Desk Trip

About the desk trip — it’s really a time trip, but the portal is my desk. Something about being at a desk puts me in a trance, puts me in the zone, and the next thing I know I’m tripping through time and once again swept up in the never-ending story of it all. I sit at the one I have now every day, sometimes staring into space, daydreaming, or crossing my arms on it in front of me, to put my head down for a rest, and I think of sweltering Spring mid-afternoon “naps” in Catholic elementary school. Those nuns were on to something, you know?  Siesta.

My mother’s been resting now in her forever plot for seven years today, and I think about her.

She bought me my first desk, an unfinished desk that she finished in an antique off-white she was so fond of in her early furniture refinishing days. How she must have worked on that desk, thinking of how excited I’d be when I saw it. How she even managed all of what she did with the four of us girls, over the years. At that time we were all under the age of almost six. She got me that desk for my sixth birthday, my dad away at sea a lot in those years (Cuban Missile Crisis, Bay of Pigs, Suez Canal, Mediterranean, supposed to be gone for two weeks on one “tour” only to have it stretch into two months).

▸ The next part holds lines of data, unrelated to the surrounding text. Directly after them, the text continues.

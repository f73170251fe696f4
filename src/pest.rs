//! Image-based pest and disease diagnosis.

use base64::{engine::general_purpose::STANDARD, Engine as _};
use serde::{Deserialize, Serialize};
use serde_json::{json, Value};

use crate::llm::{ContentPart, ImageUrl, ProviderMessage, StructuredRequest, UserContent};
use crate::models::NewPestDetection;
use crate::tools::Severity;

pub const SCHEMA_NAME: &str = "pest_analysis";
pub const PLACEHOLDER_IMAGE_URL: &str = "/placeholder.svg";

#[derive(Debug, Clone, PartialEq, Serialize, Deserialize)]
#[serde(rename_all = "camelCase")]
pub struct Treatment {
    pub immediate: Vec<String>,
    pub long_term: Vec<String>,
    pub organic: Vec<String>,
    pub chemical: Vec<String>,
}

/// Diagnosis returned by the vision model.
#[derive(Debug, Clone, PartialEq, Serialize, Deserialize)]
#[serde(rename_all = "camelCase")]
pub struct PestAnalysis {
    pub pest_identified: String,
    /// Percent, 0 to 100.
    pub confidence: f64,
    pub severity: Severity,
    pub description: String,
    pub symptoms: Vec<String>,
    pub treatment: Treatment,
    pub prevention: Vec<String>,
    pub economic_impact: String,
}

impl PestAnalysis {
    /// Decodes and range-checks a provider reply.
    pub fn from_value(value: Value) -> Result<Self, String> {
        let analysis: PestAnalysis =
            serde_json::from_value(value).map_err(|e| format!("analysis does not match schema: {}", e))?;
        if !(0.0..=100.0).contains(&analysis.confidence) {
            return Err(format!("confidence {} is outside 0-100", analysis.confidence));
        }
        if analysis.pest_identified.trim().is_empty() {
            return Err("pestIdentified is empty".to_string());
        }
        Ok(analysis)
    }

    pub fn to_detection(&self, farmer_id: &str, crop_type: &str) -> NewPestDetection {
        NewPestDetection {
            farmer_id: farmer_id.to_string(),
            crop_type: crop_type.to_string(),
            pest_identified: self.pest_identified.clone(),
            confidence_score: self.confidence / 100.0,
            treatment_recommendations: self.treatment.immediate.join(", "),
            image_url: PLACEHOLDER_IMAGE_URL.to_string(),
        }
    }
}

/// JSON schema sent as the strict response format.
pub fn analysis_schema() -> Value {
    let strings = |description: &str| json!({ "type": "array", "items": { "type": "string" }, "description": description });
    json!({
        "type": "object",
        "properties": {
            "pestIdentified": { "type": "string", "description": "Name of the identified pest or disease" },
            "confidence": { "type": "number", "minimum": 0, "maximum": 100, "description": "Confidence level in percentage" },
            "severity": { "type": "string", "enum": ["low", "medium", "high"], "description": "Severity of the infestation" },
            "description": { "type": "string", "description": "Detailed description of the pest/disease" },
            "symptoms": strings("List of visible symptoms"),
            "treatment": {
                "type": "object",
                "properties": {
                    "immediate": strings("Immediate treatment steps"),
                    "longTerm": strings("Long-term management strategies"),
                    "organic": strings("Organic treatment options"),
                    "chemical": strings("Chemical treatment options if needed")
                },
                "required": ["immediate", "longTerm", "organic", "chemical"],
                "additionalProperties": false
            },
            "prevention": strings("Prevention measures for future"),
            "economicImpact": { "type": "string", "description": "Potential economic impact if untreated" }
        },
        "required": [
            "pestIdentified", "confidence", "severity", "description",
            "symptoms", "treatment", "prevention", "economicImpact"
        ],
        "additionalProperties": false
    })
}

pub fn analysis_prompt(crop_type: &str, symptoms: &str) -> String {
    format!(
        "Analyze this image of a {} plant showing these symptoms: {}.\n\
         Identify any pests, diseases, or nutrient deficiencies visible in the image.\n\
         Provide detailed treatment recommendations suitable for small-scale farmers.\n\
         Consider both organic and chemical treatment options.",
        crop_type, symptoms
    )
}

/// `data:` URL for the uploaded bytes. Unknown types are sent as JPEG.
pub fn image_data_url(bytes: &[u8], content_type: Option<&str>) -> String {
    let mime = content_type
        .filter(|ct| ct.starts_with("image/"))
        .unwrap_or("image/jpeg");
    format!("data:{};base64,{}", mime, STANDARD.encode(bytes))
}

pub fn analysis_request(
    crop_type: &str,
    symptoms: &str,
    image: &[u8],
    content_type: Option<&str>,
) -> StructuredRequest {
    StructuredRequest {
        messages: vec![ProviderMessage::User {
            content: UserContent::Parts(vec![
                ContentPart::Text {
                    text: analysis_prompt(crop_type, symptoms),
                },
                ContentPart::ImageUrl {
                    image_url: ImageUrl {
                        url: image_data_url(image, content_type),
                    },
                },
            ]),
        }],
        schema_name: SCHEMA_NAME.to_string(),
        schema: analysis_schema(),
        temperature: 0.2,
    }
}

Years later, I remember her telling me how I cried because she got me a desk for that birthday. Six years old. What six year old wants a desk, right? My twenty-six year old mother had to have been misinformed, surely? But then she had nothing to go on really, her own mother having died when she was seven, before she’d even had a chance to cry over much of anything yet.

I did some of my best daydreaming in school at a desk, and a lot of that as I’ve grown older has turned into some of my best writing, as well as some of my worst. It feels good to sit at this designated place where I gather my thoughts, make my lists and give my brain a rest from trying to remember it all. It turns out not only do I WANT a desk, but I NEED a desk — even if it’s only a tray in my lap. So thanks, Mom, for that first desk. And Mom? Just so you know, I still have it — it sits in the basement holding my laundry supplies.